Figure: Postwar Japan's Economic Growth and Catch-Up to the United States

Figure: Postwar Japan's Economic Growth and Catch-Up to the United States
Note: Real GDP per capita is expressed in logarithm. GDP data have been converted to constant 1990 U.S. dollars using the purchasing power parity of each country's currency.
Source: Created by the author using data from Maddison Project Database and estimates in Jorgenson, Nomura and Samuels (2015).

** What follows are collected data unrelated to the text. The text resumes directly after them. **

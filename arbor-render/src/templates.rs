//! Askama template definitions.

use arbor_core::{FooterLink, ListingLink, Tag};
use askama::Template;

/// One navigation crumb above the current page
#[derive(Debug, Clone)]
pub struct CrumbEntry {
    pub href: String,
    pub title: String,
}

/// Page template for every document: body, listing, backlinks, related
/// links, and (on the root index) the tag listing.
#[derive(Template)]
#[template(path = "page.html")]
pub struct PageTemplate {
    // Site metadata
    pub wiki_title: String,
    pub url: String,
    pub head: String,
    pub root_crumb: String,
    pub footer: Vec<FooterLink>,

    // Page metadata
    pub title: String,
    pub description: String,
    pub filename: String,
    pub date: String,
    pub date_updated: String,
    pub machine_date: String,
    pub machine_date_updated: String,
    pub tags: Vec<String>,
    pub show_header: bool,

    // Content
    pub body: String,
    pub layout_log: bool,

    // Navigation and link lists
    pub crumbs: Vec<CrumbEntry>,
    pub listing: Vec<ListingLink>,
    pub backlinks: Vec<ListingLink>,
    pub related_links: Vec<ListingLink>,

    // Populated on the root index only
    pub tags_listing: Vec<Tag>,
}

/// Tag index page template
#[derive(Template)]
#[template(path = "tags.html")]
pub struct TagsTemplate {
    pub wiki_title: String,
    pub root_crumb: String,
    pub footer: Vec<FooterLink>,
    pub tags: Vec<Tag>,
}

#[cfg(test)]
mod tests {
    use super::*;

    fn page() -> PageTemplate {
        PageTemplate {
            wiki_title: "Wiki".into(),
            url: "https://example.com/a.html".into(),
            head: String::new(),
            root_crumb: "~".into(),
            footer: vec![],
            title: "A Page".into(),
            description: "About things".into(),
            filename: "a".into(),
            date: "02 Jan 2006".into(),
            date_updated: String::new(),
            machine_date: "2006-01-02T00:00:00+00:00".into(),
            machine_date_updated: String::new(),
            tags: vec!["x".into()],
            show_header: true,
            body: "<p>hello</p>".into(),
            layout_log: false,
            crumbs: vec![CrumbEntry {
                href: "sub/index.html".into(),
                title: "sub".into(),
            }],
            listing: vec![],
            backlinks: vec![],
            related_links: vec![],
            tags_listing: vec![],
        }
    }

    #[test]
    fn test_page_renders() {
        let html = page().render().unwrap();
        assert!(html.contains("<p>hello</p>"));
        assert!(html.contains("A Page"));
        assert!(html.contains("02 Jan 2006"));
        assert!(html.contains("sub/index.html"));
    }

    #[test]
    fn test_header_suppressed() {
        let mut p = page();
        p.show_header = false;
        let html = p.render().unwrap();
        assert!(!html.contains("<header>"));
    }

    #[test]
    fn test_listing_and_links_render() {
        let mut p = page();
        p.listing = vec![ListingLink {
            href: "sub/index.html".into(),
            title: "Sub".into(),
            is_dir: true,
            ..Default::default()
        }];
        p.backlinks = vec![ListingLink {
            href: "other.html".into(),
            title: "Other".into(),
            ..Default::default()
        }];

        let html = p.render().unwrap();
        assert!(html.contains("Sub"));
        assert!(html.contains("Backlinks"));
        assert!(html.contains("other.html"));
    }

    #[test]
    fn test_log_layout_inlines_bodies() {
        let mut p = page();
        p.layout_log = true;
        p.listing = vec![ListingLink {
            href: "entry1.html".into(),
            title: "Entry one".into(),
            body_html: "<p>inlined</p>".into(),
            date: "01 May 2024".into(),
            machine_date: "2024-05-01T00:00:00+00:00".into(),
            ..Default::default()
        }];

        let html = p.render().unwrap();
        assert!(html.contains("<p>inlined</p>"));
        assert!(html.contains("01 May 2024"));
    }

    #[test]
    fn test_tags_template() {
        let t = TagsTemplate {
            wiki_title: "Wiki".into(),
            root_crumb: "~".into(),
            footer: vec![],
            tags: vec![Tag {
                name: "x".into(),
                count: 2,
                links: vec![ListingLink {
                    href: "a.html".into(),
                    title: "A".into(),
                    ..Default::default()
                }],
            }],
        };

        let html = t.render().unwrap();
        assert!(html.contains("#x"));
        assert!(html.contains("a.html"));
    }
}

The history of the postwar Japanese economy can be divided into three phases based on the pace of growth. The first phase, from 1945 through 1973, is the period of reconstruction and high growth. During this period, Japan's real GDP per capita grew at an average annual rate of 7.6%. Usually, the high growth period refers to the years from 1955 through 1973. However, economic growth in the preceding reconstruction period was just as high. The second phase is the period of stable growth from 1974 through 1990. During this period, real GDP per capita grew at an average annual rate of 2.9%, significantly slower than the previous phase but still fairly strong. The third phase, from 1991 through 2010, is the low growth period following the burst of Japan's economic bubble. The average annual growth rate of real GDP per capita was down to 0.8%.

In response to such changes in the real economy, relevant policymakers explored and identified various policy issues through their interactions with private-sector players such as industry organizations and businesses, whereby they developed and implemented industrial policy measures to address them.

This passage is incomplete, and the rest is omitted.